STEVEN W. FISHER, J.P., JOSEPH COVELLO, DANIEL D. ANGIOLILLO, JOHN M. LEVENTHAL and SHERI S. ROMAN, JJ.
ORDERED that the order is affirmed insofar as appealed from, with costs.
The defendant met his prima facie burden of showing that the plaintiff did not sustain a serious injury within the meaning of Insurance Law § 5102(d) as a result of the subject accident (see Toure v Avis Rent A Car Sys., 98 NY2d 345, 350; Gaddy v Eyler, 79 NY2d 955, 956-957; see also Kearse v New York City Tr. Auth., 16 AD3d 45, 49-50).

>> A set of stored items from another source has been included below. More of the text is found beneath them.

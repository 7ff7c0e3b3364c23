//! Transport seam: one method per backend endpoint. [`HttpTableApi`] is the reqwest implementation.

mod http;

pub use http::HttpTableApi;

use crate::error::DatabaseError;
use crate::query::RecordQuery;
use crate::response::{
    CreateRecordsRequest, CreateRecordsResponse, DeleteRecordsRequest, QueryResponse, TableResponse,
    UpdateRecordRequest, UpdateRecordResponse,
};
use async_trait::async_trait;

#[async_trait]
pub trait TableApi: Send + Sync {
    /// `POST /table/{id}/record/query`
    async fn query_records(&self, table_id: &str, query: &RecordQuery) -> Result<QueryResponse, DatabaseError>;

    /// `POST /table/{id}/record`
    async fn create_records(
        &self,
        table_id: &str,
        body: &CreateRecordsRequest,
    ) -> Result<CreateRecordsResponse, DatabaseError>;

    /// `PATCH /table/{id}/record/{recordId}`
    async fn update_record(
        &self,
        table_id: &str,
        record_id: &str,
        body: &UpdateRecordRequest,
    ) -> Result<UpdateRecordResponse, DatabaseError>;

    /// `DELETE /table/{id}/record/{recordId}`
    async fn delete_record(&self, table_id: &str, record_id: &str) -> Result<(), DatabaseError>;

    /// `DELETE /table/{id}/record`
    async fn delete_records(&self, table_id: &str, body: &DeleteRecordsRequest) -> Result<(), DatabaseError>;

    /// `GET /table/{id}`
    async fn get_table(&self, table_id: &str) -> Result<TableResponse, DatabaseError>;
}
//! Cooperative per-table in-flight flags, released on drop.

use std::collections::HashSet;
use std::sync::{Arc, Mutex, PoisonError};

#[derive(Clone, Copy, Debug, PartialEq, Eq, Hash)]
pub enum ResourceKind {
    Records,
    Schema,
}

type Key = (ResourceKind, String);

/// Shared set of `(kind, table_id)` loads currently running. Cloning shares the set.
#[derive(Clone, Debug, Default)]
pub struct InFlight {
    active: Arc<Mutex<HashSet<Key>>>,
}

impl InFlight {
    pub fn new() -> Self {
        Self::default()
    }

    /// Claim the slot for `(kind, table_id)`. `None` when another load holds it.
    pub fn try_acquire(&self, kind: ResourceKind, table_id: &str) -> Option<InFlightGuard> {
        let key = (kind, table_id.to_string());
        let mut active = self.active.lock().unwrap_or_else(PoisonError::into_inner);
        if !active.insert(key.clone()) {
            return None;
        }
        Some(InFlightGuard {
            active: Arc::clone(&self.active),
            key,
        })
    }

    pub fn is_active(&self, kind: ResourceKind, table_id: &str) -> bool {
        self.active
            .lock()
            .unwrap_or_else(PoisonError::into_inner)
            .contains(&(kind, table_id.to_string()))
    }
}

#[derive(Debug)]
pub struct InFlightGuard {
    active: Arc<Mutex<HashSet<Key>>>,
    key: Key,
}

impl Drop for InFlightGuard {
    fn drop(&mut self) {
        self.active
            .lock()
            .unwrap_or_else(PoisonError::into_inner)
            .remove(&self.key);
    }
}
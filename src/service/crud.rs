//! Record operations: resolve the table, make one backend call, merge the result into the store.

use crate::api::TableApi;
use crate::error::DatabaseError;
use crate::query::{QueryOptions, RecordQuery};
use crate::response::{CreateRecordsRequest, DeleteRecordsRequest, UpdateRecordRequest};
use crate::schema::TableSchema;
use crate::service::RetryPolicy;
use crate::store::{Fields, TableAction, TableRecord, TableStore};
use chrono::Utc;
use std::sync::Arc;

#[derive(Clone, Debug, PartialEq)]
pub struct FetchedRecords {
    pub table_id: String,
    pub records: Vec<TableRecord>,
    pub total: u64,
    pub next_page_token: Option<String>,
}

/// Result of a single-record create or update.
#[derive(Clone, Debug, PartialEq)]
pub struct RecordPayload {
    pub table_id: String,
    pub record: TableRecord,
}

#[derive(Clone, Debug, PartialEq)]
pub struct CreatedRecords {
    pub table_id: String,
    pub records: Vec<TableRecord>,
}

#[derive(Clone, Debug, PartialEq)]
pub struct DeletedRecord {
    pub table_id: String,
    pub record_id: String,
}

#[derive(Clone, Debug, PartialEq)]
pub struct DeletedRecords {
    pub table_id: String,
    pub record_ids: Vec<String>,
}

#[derive(Clone, Debug, PartialEq)]
pub struct FetchedSchema {
    pub table_id: String,
    pub schema: TableSchema,
}

/// The operation set. Reads retry per [`RetryPolicy`]; writes are single attempt.
#[derive(Clone)]
pub struct RecordService {
    api: Arc<dyn TableApi>,
    store: TableStore,
    retry: RetryPolicy,
}

impl RecordService {
    pub fn new(api: Arc<dyn TableApi>, store: TableStore, retry: RetryPolicy) -> Self {
        RecordService { api, store, retry }
    }

    pub fn store(&self) -> &TableStore {
        &self.store
    }

    pub fn retry_policy(&self) -> RetryPolicy {
        self.retry
    }

    /// Query a page of records. Retried with backoff; the page replaces the cached one.
    pub async fn fetch_records(
        &self,
        table_name: &str,
        options: &QueryOptions,
    ) -> Result<FetchedRecords, DatabaseError> {
        let table_id = match self.store.resolve_table_id(table_name) {
            Ok(id) => id,
            Err(e) => {
                self.store.dispatch(TableAction::FetchRecordsRejected {
                    message: e.to_string(),
                });
                return Err(e);
            }
        };
        self.store.dispatch(TableAction::FetchRecordsPending);

        let query = RecordQuery::from(options);
        let api = &self.api;
        let id = table_id.as_str();
        let query_ref = &query;
        let result = self
            .retry
            .run("fetch records", || async move { api.query_records(id, query_ref).await })
            .await;

        match result {
            Ok(resp) => {
                tracing::debug!(table = %table_name, count = resp.records.len(), total = resp.total, "records fetched");
                self.store.dispatch(TableAction::FetchRecordsFulfilled {
                    table_id: table_id.clone(),
                    records: resp.records.clone(),
                    total: resp.total,
                    next_page_token: resp.next_page_token.clone(),
                    fetched_at: Utc::now(),
                    query: options.clone(),
                });
                Ok(FetchedRecords {
                    table_id,
                    records: resp.records,
                    total: resp.total,
                    next_page_token: resp.next_page_token,
                })
            }
            Err(e) => {
                self.store.dispatch(TableAction::FetchRecordsRejected {
                    message: e.to_string(),
                });
                Err(e)
            }
        }
    }

    pub async fn create_record(&self, table_name: &str, fields: Fields) -> Result<RecordPayload, DatabaseError> {
        let table_id = self.resolve_for_write(table_name)?;
        let body = CreateRecordsRequest::new(vec![fields]);
        let result = self
            .api
            .create_records(&table_id, &body)
            .await
            .and_then(|resp| {
                resp.records
                    .into_iter()
                    .next()
                    .ok_or(DatabaseError::EmptyResponse("create record"))
            });
        let record = self.settle_write(result)?;
        self.store.dispatch(TableAction::RecordCreated {
            table_id: table_id.clone(),
            record: record.clone(),
        });
        Ok(RecordPayload { table_id, record })
    }

    pub async fn create_records(
        &self,
        table_name: &str,
        records: Vec<Fields>,
    ) -> Result<CreatedRecords, DatabaseError> {
        let table_id = self.resolve_for_write(table_name)?;
        let body = CreateRecordsRequest::new(records);
        let result = self
            .api
            .create_records(&table_id, &body)
            .await
            .map(|resp| resp.records);
        let records = self.settle_write(result)?;
        self.store.dispatch(TableAction::RecordsCreated {
            table_id: table_id.clone(),
            records: records.clone(),
        });
        Ok(CreatedRecords { table_id, records })
    }

    pub async fn update_record(
        &self,
        table_name: &str,
        record_id: &str,
        updates: Fields,
    ) -> Result<RecordPayload, DatabaseError> {
        let table_id = self.resolve_for_write(table_name)?;
        let body = UpdateRecordRequest { fields: updates };
        let result = self
            .api
            .update_record(&table_id, record_id, &body)
            .await
            .map(|resp| resp.record);
        let record = self.settle_write(result)?;
        self.store.dispatch(TableAction::RecordUpdated {
            table_id: table_id.clone(),
            record: record.clone(),
        });
        Ok(RecordPayload { table_id, record })
    }

    pub async fn delete_record(&self, table_name: &str, record_id: &str) -> Result<DeletedRecord, DatabaseError> {
        let table_id = self.resolve_for_write(table_name)?;
        let result = self.api.delete_record(&table_id, record_id).await;
        self.settle_write(result)?;
        self.store.dispatch(TableAction::RecordDeleted {
            table_id: table_id.clone(),
            record_id: record_id.to_string(),
        });
        Ok(DeletedRecord {
            table_id,
            record_id: record_id.to_string(),
        })
    }

    pub async fn delete_records(
        &self,
        table_name: &str,
        record_ids: Vec<String>,
    ) -> Result<DeletedRecords, DatabaseError> {
        let table_id = self.resolve_for_write(table_name)?;
        let body = DeleteRecordsRequest {
            ids: record_ids.clone(),
        };
        let result = self.api.delete_records(&table_id, &body).await;
        self.settle_write(result)?;
        self.store.dispatch(TableAction::RecordsDeleted {
            table_id: table_id.clone(),
            record_ids: record_ids.clone(),
        });
        Ok(DeletedRecords { table_id, record_ids })
    }

    /// Fetch the table's schema. Single attempt.
    pub async fn fetch_schema(&self, table_name: &str) -> Result<FetchedSchema, DatabaseError> {
        let table_id = match self.store.resolve_table_id(table_name) {
            Ok(id) => id,
            Err(e) => {
                self.store.dispatch(TableAction::FetchSchemaRejected {
                    message: e.to_string(),
                });
                return Err(e);
            }
        };
        self.store.dispatch(TableAction::FetchSchemaPending);
        match self.api.get_table(&table_id).await {
            Ok(resp) => {
                self.store.dispatch(TableAction::FetchSchemaFulfilled {
                    table_id: table_id.clone(),
                    schema: resp.table.clone(),
                });
                Ok(FetchedSchema {
                    table_id,
                    schema: resp.table,
                })
            }
            Err(e) => {
                self.store.dispatch(TableAction::FetchSchemaRejected {
                    message: e.to_string(),
                });
                Err(e)
            }
        }
    }

    fn resolve_for_write(&self, table_name: &str) -> Result<String, DatabaseError> {
        self.store.resolve_table_id(table_name).map_err(|e| {
            self.store.dispatch(TableAction::WriteRejected {
                message: e.to_string(),
            });
            e
        })
    }

    fn settle_write<T>(&self, result: Result<T, DatabaseError>) -> Result<T, DatabaseError> {
        result.map_err(|e| {
            tracing::debug!(error = %e, "write failed");
            self.store.dispatch(TableAction::WriteRejected {
                message: e.to_string(),
            });
            e
        })
    }
}
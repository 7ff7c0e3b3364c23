//! Example consumer: a separate Rust project that uses table-cache-sdk as a dependency.
//!
//! Needs `API_BASE_URL` and `SAMPLE_TABLES` (JSON object of name -> table id) in the
//! environment or a `.env` file. Run from repo root: `cargo run -p example-consumer`

use table_cache_sdk::{format_field_value, ConfigHolder, Database, DatabaseConfig, DatabaseError};

#[tokio::main]
async fn main() -> Result<(), Box<dyn std::error::Error>> {
    dotenvy::dotenv().ok();
    tracing_subscriber::fmt()
        .with_env_filter(
            tracing_subscriber::EnvFilter::try_from_default_env()
                .unwrap_or_else(|_| tracing_subscriber::EnvFilter::new("table_cache_sdk=info")),
        )
        .init();

    let holder = ConfigHolder::new();
    holder.set_validated(DatabaseConfig::from_env()?)?;
    let db = Database::from_holder(&holder)?;

    let Some(table_name) = db.config().table_names().next().map(str::to_string) else {
        tracing::warn!("SAMPLE_TABLES is empty; nothing to load");
        return Ok(());
    };
    let table = db.table(&table_name, None);
    let report = |e: &DatabaseError| tracing::error!(table = %table_name, error = %e, "load failed");
    table.ensure_loaded(Some(&report)).await;

    let schema = table.schema();
    println!("{} ({} of {} records)", table_name, table.records().len(), table.total());
    for record in table.records() {
        let cells: Vec<String> = match &schema {
            Some(schema) => schema
                .visible_fields()
                .map(|f| {
                    let value = record.field(f.record_key()).cloned().unwrap_or_default();
                    format!("{}={}", f.name, format_field_value(&value, Some(f)))
                })
                .collect(),
            None => record
                .fields
                .iter()
                .map(|(k, v)| format!("{}={}", k, format_field_value(v, None)))
                .collect(),
        };
        println!("  {}: {}", record.id, cells.join(" | "));
    }
    if let Some(token) = table.next_page_token() {
        tracing::info!(next_page_token = %token, "more records available");
    }
    Ok(())
}
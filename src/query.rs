//! Query options for record fetches and their wire body.

use serde::{Deserialize, Serialize};
use serde_json::Value;

/// Page size used by the operation set when the caller gives none.
pub const DEFAULT_QUERY_LIMIT: u32 = 100;

#[derive(Clone, Debug, PartialEq, Serialize, Deserialize)]
pub struct QueryFilter {
    pub field: String,
    pub operator: String,
    pub value: Value,
}

impl QueryFilter {
    pub fn new(field: impl Into<String>, operator: impl Into<String>, value: impl Into<Value>) -> Self {
        QueryFilter {
            field: field.into(),
            operator: operator.into(),
            value: value.into(),
        }
    }
}

#[derive(Clone, Copy, Debug, Default, PartialEq, Eq, Serialize, Deserialize)]
#[serde(rename_all = "lowercase")]
pub enum SortDirection {
    #[default]
    Asc,
    Desc,
}

#[derive(Clone, Debug, PartialEq, Serialize, Deserialize)]
pub struct QuerySort {
    pub field: String,
    pub direction: SortDirection,
}

impl QuerySort {
    pub fn asc(field: impl Into<String>) -> Self {
        QuerySort {
            field: field.into(),
            direction: SortDirection::Asc,
        }
    }

    pub fn desc(field: impl Into<String>) -> Self {
        QuerySort {
            field: field.into(),
            direction: SortDirection::Desc,
        }
    }
}

/// How many matching records the backend should return.
#[derive(Clone, Copy, Debug, Default, PartialEq, Eq, Serialize, Deserialize)]
#[serde(rename_all = "lowercase")]
pub enum Amount {
    #[default]
    All,
    First,
    One,
}

/// Caller-facing fetch options. Unset values take the operation defaults (limit 100, amount all).
#[derive(Clone, Debug, Default, PartialEq)]
pub struct QueryOptions {
    pub filters: Vec<QueryFilter>,
    pub sort: Vec<QuerySort>,
    pub limit: Option<u32>,
    pub page_token: Option<String>,
    pub fields: Option<Vec<String>>,
    pub amount: Option<Amount>,
}

impl QueryOptions {
    pub fn new() -> Self {
        Self::default()
    }

    pub fn with_limit(mut self, limit: u32) -> Self {
        self.limit = Some(limit);
        self
    }

    pub fn with_page_token(mut self, token: impl Into<String>) -> Self {
        self.page_token = Some(token.into());
        self
    }

    pub fn with_filter(mut self, filter: QueryFilter) -> Self {
        self.filters.push(filter);
        self
    }

    pub fn with_sort(mut self, sort: QuerySort) -> Self {
        self.sort.push(sort);
        self
    }

    pub fn with_fields<I, S>(mut self, fields: I) -> Self
    where
        I: IntoIterator<Item = S>,
        S: Into<String>,
    {
        self.fields = Some(fields.into_iter().map(Into::into).collect());
        self
    }

    pub fn with_amount(mut self, amount: Amount) -> Self {
        self.amount = Some(amount);
        self
    }
}

/// Body of `POST /table/{id}/record/query`.
#[derive(Clone, Debug, PartialEq, Serialize)]
pub struct RecordQuery {
    pub filters: Vec<QueryFilter>,
    pub sort: Vec<QuerySort>,
    pub limit: u32,
    #[serde(skip_serializing_if = "Option::is_none")]
    pub page_token: Option<String>,
    #[serde(skip_serializing_if = "Option::is_none")]
    pub fields: Option<Vec<String>>,
    pub amount: Amount,
}

impl From<&QueryOptions> for RecordQuery {
    fn from(options: &QueryOptions) -> Self {
        RecordQuery {
            filters: options.filters.clone(),
            sort: options.sort.clone(),
            limit: options.limit.filter(|l| *l > 0).unwrap_or(DEFAULT_QUERY_LIMIT),
            page_token: options.page_token.clone(),
            fields: options.fields.clone(),
            amount: options.amount.unwrap_or_default(),
        }
    }
}

#[cfg(test)]
mod tests {
    use super::*;
    use serde_json::json;

    #[test]
    fn test_defaults_in_wire_body() {
        let body = serde_json::to_value(RecordQuery::from(&QueryOptions::new())).unwrap();
        assert_eq!(
            body,
            json!({"filters": [], "sort": [], "limit": 100, "amount": "all"})
        );
    }

    #[test]
    fn test_full_wire_body() {
        let options = QueryOptions::new()
            .with_limit(20)
            .with_page_token("tok-2")
            .with_filter(QueryFilter::new("age", "gt", 30))
            .with_sort(QuerySort::desc("created_at"))
            .with_fields(["name", "age"])
            .with_amount(Amount::First);
        let body = serde_json::to_value(RecordQuery::from(&options)).unwrap();
        assert_eq!(
            body,
            json!({
                "filters": [{"field": "age", "operator": "gt", "value": 30}],
                "sort": [{"field": "created_at", "direction": "desc"}],
                "limit": 20,
                "page_token": "tok-2",
                "fields": ["name", "age"],
                "amount": "first"
            })
        );
    }

    #[test]
    fn test_zero_limit_uses_default() {
        let query = RecordQuery::from(&QueryOptions::new().with_limit(0));
        assert_eq!(query.limit, DEFAULT_QUERY_LIMIT);
    }
}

In opposition, the plaintiff failed to raise a triable issue of fact as to whether he sustained such an injury within the meaning of the statute. The plaintiff failed to raise a triable issue of fact as to whether he sustained a serious injury under the permanent loss, permanent consequential limitation, or significant limitation of use categories of Insurance Law § 5102(d) since he did not submit any medical evidence that was based on a recent examination of him (see Kin Chong Ku v Baldwin-Bell, 61 AD3d 938; Diaz v Lopresti, 57 AD3d 832, 832-833; Soriano v Darrell, 55 AD3d 900-901; Diaz v Wiggins, 271 AD2d 639, 640; Kauderer v Penta, 261 AD2d 365, 366; Marin v Kakivelis, 251 AD2d 462, 463).
Moreover, the plaintiff failed to submit competent medical evidence that the injuries he allegedly sustained in the subject accident rendered him unable to perform substantially all of his usual and customary daily activities for not less than 90 days of the first 180 days subsequent to the subject accident (see Little v Locoh, 71 AD3d 837, 838; Sainte-Aime v Ho, 274 AD2d 569, 570). As part of the plaintiff's opposition, he relied on the reports of his treating physician, Dr. Adam C. Carter. In one such report, based on an examination of the plaintiff on August 29, 2007, Dr. Carter noted that the plaintiff worked as a salesperson and certified personal trainer at the time of the subject accident, and missed only three days of work. In his follow-up report, based on an examination of the plaintiff on September 17, 2007, he noted that the plaintiff was "currently working full duty."
FISHER, J.P., COVELLO, ANGIOLILLO, LEVENTHAL and ROMAN, JJ., concur.